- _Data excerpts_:
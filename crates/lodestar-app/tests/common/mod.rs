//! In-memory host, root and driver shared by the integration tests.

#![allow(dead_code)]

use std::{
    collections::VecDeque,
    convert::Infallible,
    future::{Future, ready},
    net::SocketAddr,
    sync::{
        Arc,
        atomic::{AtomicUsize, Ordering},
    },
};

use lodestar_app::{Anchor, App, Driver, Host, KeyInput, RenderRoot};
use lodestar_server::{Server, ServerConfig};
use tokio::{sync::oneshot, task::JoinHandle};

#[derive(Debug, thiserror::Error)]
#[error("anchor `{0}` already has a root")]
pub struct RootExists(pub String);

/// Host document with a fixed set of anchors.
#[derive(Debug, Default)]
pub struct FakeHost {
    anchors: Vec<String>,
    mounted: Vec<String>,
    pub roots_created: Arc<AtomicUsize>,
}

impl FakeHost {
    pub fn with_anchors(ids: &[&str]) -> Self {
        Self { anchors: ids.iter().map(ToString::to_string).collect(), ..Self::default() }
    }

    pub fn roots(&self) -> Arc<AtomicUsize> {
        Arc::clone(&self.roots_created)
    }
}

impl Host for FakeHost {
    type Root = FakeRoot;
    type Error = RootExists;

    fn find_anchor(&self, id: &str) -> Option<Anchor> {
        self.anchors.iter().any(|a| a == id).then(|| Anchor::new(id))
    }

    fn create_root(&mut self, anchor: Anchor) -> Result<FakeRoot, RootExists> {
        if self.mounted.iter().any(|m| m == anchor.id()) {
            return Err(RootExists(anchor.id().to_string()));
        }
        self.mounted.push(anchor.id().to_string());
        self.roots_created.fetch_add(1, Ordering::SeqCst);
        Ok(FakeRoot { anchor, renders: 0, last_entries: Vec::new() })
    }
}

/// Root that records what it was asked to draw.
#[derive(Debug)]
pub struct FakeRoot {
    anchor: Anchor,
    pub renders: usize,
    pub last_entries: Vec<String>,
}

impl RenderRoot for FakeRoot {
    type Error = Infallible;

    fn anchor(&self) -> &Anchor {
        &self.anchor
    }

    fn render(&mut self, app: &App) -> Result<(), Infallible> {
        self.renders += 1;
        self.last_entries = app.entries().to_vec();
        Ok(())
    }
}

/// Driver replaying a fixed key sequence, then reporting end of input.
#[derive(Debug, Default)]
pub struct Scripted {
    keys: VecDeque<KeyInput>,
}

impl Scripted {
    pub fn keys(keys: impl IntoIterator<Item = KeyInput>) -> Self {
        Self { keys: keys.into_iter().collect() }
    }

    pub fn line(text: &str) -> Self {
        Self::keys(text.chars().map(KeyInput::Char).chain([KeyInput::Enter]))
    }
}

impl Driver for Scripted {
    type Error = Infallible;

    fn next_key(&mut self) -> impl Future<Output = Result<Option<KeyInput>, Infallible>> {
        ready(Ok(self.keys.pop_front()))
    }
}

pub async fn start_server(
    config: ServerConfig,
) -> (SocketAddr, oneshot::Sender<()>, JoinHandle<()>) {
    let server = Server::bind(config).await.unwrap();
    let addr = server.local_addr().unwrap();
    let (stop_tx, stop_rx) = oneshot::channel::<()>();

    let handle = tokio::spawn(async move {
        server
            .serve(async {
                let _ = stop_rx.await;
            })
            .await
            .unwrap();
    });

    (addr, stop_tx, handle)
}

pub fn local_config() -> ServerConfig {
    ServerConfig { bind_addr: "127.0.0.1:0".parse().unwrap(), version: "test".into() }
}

- _TASK INSTRUCTIONS_:
Collect every line from the records above that contains the word "fixed".

- _WRITTEN RESPONSE_:
/// Host document with a fixed set of anchors.
/// Driver replaying a fixed key sequence, then reporting end of input.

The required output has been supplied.